(GIVEN ENTRIES begins)

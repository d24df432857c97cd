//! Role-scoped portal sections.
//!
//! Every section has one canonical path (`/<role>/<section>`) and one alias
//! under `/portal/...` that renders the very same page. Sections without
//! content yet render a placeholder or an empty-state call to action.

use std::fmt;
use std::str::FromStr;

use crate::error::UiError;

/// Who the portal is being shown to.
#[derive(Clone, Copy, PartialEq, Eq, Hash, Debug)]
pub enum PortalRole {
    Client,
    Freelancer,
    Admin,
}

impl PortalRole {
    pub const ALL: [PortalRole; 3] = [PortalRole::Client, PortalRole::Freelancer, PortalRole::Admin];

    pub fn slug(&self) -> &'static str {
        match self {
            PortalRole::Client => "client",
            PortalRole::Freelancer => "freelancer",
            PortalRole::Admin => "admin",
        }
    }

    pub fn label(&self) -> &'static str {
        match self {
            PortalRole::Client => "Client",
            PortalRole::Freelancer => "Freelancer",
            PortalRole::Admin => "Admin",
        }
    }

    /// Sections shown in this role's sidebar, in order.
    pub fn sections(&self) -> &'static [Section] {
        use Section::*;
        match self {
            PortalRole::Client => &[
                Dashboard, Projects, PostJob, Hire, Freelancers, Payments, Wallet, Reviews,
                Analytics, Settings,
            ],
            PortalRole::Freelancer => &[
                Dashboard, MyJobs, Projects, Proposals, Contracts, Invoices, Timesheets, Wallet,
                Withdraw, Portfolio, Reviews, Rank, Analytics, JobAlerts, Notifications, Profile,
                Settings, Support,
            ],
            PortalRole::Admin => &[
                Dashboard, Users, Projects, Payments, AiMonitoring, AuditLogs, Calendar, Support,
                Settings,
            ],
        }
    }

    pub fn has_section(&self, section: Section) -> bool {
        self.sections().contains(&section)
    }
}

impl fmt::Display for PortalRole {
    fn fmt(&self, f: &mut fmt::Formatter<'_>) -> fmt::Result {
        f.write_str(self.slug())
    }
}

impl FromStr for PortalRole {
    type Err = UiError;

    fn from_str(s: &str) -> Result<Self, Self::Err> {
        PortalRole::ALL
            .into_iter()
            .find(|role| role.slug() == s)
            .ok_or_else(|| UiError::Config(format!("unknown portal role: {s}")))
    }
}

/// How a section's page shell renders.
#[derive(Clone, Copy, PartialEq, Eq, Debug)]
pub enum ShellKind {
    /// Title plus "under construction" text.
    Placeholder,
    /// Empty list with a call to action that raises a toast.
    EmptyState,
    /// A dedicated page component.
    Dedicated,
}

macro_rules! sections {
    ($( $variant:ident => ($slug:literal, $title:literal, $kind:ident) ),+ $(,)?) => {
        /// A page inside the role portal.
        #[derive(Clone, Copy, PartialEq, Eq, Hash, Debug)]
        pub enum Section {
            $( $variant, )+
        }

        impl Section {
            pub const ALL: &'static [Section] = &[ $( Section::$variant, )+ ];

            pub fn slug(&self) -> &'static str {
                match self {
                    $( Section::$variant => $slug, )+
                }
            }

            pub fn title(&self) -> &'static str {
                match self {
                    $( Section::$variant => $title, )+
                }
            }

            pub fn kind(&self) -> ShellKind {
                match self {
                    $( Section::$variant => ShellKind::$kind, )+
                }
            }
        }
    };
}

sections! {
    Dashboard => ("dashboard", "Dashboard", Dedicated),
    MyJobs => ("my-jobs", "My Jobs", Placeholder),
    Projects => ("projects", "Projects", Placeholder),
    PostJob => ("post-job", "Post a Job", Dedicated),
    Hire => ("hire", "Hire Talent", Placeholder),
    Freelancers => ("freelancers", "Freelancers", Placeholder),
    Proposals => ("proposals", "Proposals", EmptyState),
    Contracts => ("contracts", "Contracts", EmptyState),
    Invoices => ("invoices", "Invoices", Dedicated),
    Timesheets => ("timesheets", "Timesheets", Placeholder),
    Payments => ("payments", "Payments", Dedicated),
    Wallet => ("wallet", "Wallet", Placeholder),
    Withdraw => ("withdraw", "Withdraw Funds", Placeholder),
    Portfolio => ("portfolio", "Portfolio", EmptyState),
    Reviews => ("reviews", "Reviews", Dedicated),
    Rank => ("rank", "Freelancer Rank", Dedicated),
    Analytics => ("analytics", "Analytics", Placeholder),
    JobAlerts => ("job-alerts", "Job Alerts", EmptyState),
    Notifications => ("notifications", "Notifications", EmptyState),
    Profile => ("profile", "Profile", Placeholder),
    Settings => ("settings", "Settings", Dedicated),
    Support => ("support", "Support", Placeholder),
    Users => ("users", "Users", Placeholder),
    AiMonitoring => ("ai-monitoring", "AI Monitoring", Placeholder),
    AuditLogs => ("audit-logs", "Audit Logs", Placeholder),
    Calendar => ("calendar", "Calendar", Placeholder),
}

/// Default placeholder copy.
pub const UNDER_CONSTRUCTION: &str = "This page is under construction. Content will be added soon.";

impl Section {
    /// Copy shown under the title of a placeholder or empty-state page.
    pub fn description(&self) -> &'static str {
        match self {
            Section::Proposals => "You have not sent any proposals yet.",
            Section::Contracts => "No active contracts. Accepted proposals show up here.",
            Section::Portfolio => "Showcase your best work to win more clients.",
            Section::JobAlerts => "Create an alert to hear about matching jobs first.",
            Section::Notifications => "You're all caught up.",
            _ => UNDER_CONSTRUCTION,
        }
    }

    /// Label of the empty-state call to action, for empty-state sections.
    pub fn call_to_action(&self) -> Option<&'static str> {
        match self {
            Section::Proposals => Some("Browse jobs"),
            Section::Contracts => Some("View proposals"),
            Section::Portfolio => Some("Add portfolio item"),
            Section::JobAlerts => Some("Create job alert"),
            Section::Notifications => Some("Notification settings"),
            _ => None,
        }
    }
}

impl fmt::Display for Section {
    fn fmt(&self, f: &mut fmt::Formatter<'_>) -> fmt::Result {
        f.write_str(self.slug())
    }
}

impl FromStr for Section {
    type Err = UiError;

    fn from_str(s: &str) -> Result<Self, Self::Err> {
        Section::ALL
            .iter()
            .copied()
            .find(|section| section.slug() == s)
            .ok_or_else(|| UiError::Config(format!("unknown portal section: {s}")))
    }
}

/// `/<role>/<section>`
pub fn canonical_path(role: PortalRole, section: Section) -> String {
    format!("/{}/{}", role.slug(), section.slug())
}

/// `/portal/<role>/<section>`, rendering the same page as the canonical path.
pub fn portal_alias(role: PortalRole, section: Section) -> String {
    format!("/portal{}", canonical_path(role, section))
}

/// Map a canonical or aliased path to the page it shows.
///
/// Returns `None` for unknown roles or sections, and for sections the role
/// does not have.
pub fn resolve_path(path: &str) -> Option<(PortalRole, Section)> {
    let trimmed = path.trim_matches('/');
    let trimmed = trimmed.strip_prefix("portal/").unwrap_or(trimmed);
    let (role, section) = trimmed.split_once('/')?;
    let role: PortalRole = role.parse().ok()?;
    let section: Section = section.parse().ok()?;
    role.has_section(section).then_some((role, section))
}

(GIVEN ENTRIES ends)

* **EXERCISE DIRECTIONS**
Starting at the line that has "Section::ALL" and ending at the line that has "pub fn canonical_path(role: PortalRole, section: Section)", please write out the lines above exactly, leaving out all others.

* **TASK RESPONSE**
        Section::ALL
            .iter()
            .copied()
            .find(|section| section.slug() == s)
            .ok_or_else(|| UiError::Config(format!("unknown portal section: {s}")))
    }
}

/// `/<role>/<section>`
pub fn canonical_path(role: PortalRole, section: Section) -> String {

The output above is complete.